Material supplied Block Start

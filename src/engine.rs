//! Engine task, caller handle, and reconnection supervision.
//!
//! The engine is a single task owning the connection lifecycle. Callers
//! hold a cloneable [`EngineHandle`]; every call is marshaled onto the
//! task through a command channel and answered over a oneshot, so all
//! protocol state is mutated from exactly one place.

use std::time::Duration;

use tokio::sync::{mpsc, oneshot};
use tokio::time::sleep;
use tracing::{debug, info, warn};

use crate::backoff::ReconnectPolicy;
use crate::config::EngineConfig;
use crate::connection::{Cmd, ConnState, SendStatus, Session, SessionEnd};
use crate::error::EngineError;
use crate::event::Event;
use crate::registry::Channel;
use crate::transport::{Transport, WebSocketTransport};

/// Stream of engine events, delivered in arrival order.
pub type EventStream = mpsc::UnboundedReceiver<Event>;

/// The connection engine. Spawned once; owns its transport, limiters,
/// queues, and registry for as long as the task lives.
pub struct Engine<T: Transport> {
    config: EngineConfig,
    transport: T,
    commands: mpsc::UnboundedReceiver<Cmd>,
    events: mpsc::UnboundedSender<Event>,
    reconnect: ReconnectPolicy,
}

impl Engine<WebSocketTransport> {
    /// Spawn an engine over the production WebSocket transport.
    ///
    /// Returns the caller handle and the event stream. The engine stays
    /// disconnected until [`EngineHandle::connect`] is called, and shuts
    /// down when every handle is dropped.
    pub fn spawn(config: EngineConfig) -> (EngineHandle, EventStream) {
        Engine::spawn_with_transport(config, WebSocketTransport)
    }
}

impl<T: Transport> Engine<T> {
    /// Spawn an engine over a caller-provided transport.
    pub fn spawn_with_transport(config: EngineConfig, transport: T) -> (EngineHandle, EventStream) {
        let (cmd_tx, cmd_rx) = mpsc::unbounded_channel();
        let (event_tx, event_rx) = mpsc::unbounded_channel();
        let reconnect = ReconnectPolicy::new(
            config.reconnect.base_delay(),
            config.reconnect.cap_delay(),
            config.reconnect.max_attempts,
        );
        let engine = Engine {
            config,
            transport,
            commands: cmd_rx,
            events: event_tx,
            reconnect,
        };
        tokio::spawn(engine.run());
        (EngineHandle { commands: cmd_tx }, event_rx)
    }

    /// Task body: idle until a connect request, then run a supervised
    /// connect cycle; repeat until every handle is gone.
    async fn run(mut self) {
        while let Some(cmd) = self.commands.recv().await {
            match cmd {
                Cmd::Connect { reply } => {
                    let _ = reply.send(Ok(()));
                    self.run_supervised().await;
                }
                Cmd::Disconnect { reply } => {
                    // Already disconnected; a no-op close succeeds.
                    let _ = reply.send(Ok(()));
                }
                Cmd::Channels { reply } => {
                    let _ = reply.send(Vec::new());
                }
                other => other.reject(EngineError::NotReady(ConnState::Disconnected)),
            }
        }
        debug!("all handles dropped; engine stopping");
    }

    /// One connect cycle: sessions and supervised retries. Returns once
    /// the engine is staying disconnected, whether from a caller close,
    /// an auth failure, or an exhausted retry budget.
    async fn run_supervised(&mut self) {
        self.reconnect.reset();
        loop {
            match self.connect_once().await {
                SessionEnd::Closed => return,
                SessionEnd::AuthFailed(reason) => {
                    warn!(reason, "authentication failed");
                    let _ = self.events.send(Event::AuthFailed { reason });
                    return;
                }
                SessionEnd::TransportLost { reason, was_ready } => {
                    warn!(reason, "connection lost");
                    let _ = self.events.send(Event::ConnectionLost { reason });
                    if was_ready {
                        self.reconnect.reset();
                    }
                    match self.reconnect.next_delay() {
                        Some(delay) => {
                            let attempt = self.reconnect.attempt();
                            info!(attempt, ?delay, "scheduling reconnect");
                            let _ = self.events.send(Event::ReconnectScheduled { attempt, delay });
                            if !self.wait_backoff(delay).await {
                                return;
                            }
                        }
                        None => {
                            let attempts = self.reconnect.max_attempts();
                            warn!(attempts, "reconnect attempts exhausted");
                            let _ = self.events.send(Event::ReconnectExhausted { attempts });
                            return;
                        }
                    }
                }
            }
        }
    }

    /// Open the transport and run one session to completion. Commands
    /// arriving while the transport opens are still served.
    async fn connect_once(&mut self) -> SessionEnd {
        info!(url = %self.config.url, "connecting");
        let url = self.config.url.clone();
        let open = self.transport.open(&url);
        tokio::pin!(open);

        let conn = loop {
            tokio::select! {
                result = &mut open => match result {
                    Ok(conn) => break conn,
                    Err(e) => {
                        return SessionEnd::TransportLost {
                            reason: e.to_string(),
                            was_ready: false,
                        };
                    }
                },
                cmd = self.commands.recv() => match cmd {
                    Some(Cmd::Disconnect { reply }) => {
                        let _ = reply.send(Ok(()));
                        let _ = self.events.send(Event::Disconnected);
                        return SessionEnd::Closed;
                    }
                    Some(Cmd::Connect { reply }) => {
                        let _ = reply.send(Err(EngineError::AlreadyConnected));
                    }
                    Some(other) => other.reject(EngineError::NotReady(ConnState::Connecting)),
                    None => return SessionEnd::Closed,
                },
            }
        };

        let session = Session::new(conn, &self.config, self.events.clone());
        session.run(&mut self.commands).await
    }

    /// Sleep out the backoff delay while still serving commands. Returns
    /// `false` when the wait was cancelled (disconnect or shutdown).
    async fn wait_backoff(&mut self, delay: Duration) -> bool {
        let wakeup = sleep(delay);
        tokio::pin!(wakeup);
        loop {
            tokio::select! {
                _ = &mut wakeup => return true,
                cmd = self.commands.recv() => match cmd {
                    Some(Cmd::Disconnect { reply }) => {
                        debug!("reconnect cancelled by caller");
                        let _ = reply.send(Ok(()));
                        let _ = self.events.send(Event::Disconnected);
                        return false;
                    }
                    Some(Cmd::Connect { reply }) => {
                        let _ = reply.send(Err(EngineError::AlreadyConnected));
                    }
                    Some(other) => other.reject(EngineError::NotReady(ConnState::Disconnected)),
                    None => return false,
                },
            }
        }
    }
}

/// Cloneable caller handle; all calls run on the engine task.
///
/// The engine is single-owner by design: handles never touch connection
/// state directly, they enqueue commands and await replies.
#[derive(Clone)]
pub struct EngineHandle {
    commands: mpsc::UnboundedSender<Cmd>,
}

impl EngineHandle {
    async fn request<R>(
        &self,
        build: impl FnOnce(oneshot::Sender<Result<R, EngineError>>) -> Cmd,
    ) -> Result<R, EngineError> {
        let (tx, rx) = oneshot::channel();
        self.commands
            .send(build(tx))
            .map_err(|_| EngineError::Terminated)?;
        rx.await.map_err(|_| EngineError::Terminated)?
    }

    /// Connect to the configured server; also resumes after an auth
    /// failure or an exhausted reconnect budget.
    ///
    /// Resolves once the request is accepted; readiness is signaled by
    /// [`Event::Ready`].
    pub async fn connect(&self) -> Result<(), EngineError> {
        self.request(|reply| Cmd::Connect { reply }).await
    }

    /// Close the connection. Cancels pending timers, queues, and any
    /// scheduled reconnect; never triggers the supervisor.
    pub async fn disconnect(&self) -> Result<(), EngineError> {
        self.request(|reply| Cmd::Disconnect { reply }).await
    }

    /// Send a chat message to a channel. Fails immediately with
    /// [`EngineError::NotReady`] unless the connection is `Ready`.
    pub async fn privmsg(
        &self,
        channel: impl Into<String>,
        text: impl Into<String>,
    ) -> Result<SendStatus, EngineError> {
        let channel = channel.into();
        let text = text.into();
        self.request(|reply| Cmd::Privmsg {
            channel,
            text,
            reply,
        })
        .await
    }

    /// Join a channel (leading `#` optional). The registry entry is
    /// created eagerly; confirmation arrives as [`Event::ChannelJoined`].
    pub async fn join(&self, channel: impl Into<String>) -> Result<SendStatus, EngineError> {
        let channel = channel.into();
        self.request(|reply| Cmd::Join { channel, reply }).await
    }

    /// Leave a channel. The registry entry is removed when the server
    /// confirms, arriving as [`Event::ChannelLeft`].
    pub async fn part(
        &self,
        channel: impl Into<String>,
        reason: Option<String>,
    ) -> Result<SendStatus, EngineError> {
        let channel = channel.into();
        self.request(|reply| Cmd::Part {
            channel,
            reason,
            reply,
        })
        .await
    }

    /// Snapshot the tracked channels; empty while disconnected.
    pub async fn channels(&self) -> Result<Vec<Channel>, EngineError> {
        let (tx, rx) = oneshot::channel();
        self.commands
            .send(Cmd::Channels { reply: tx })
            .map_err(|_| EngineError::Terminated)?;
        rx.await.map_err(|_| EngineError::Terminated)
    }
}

Material supplied Block End

== Brief ==
All lines from the opening of the material through the line that contains "pub type EventStream" are to be printed exactly, with no others.

== Exercise solution ==
filename src/engine.rs
//! Engine task, caller handle, and reconnection supervision.
//!
//! The engine is a single task owning the connection lifecycle. Callers
//! hold a cloneable [`EngineHandle`]; every call is marshaled onto the
//! task through a command channel and answered over a oneshot, so all
//! protocol state is mutated from exactly one place.

use std::time::Duration;

use tokio::sync::{mpsc, oneshot};
use tokio::time::sleep;
use tracing::{debug, info, warn};

use crate::backoff::ReconnectPolicy;
use crate::config::EngineConfig;
use crate::connection::{Cmd, ConnState, SendStatus, Session, SessionEnd};
use crate::error::EngineError;
use crate::event::Event;
use crate::registry::Channel;
use crate::transport::{Transport, WebSocketTransport};

/// Stream of engine events, delivered in arrival order.
pub type EventStream = mpsc::UnboundedReceiver<Event>;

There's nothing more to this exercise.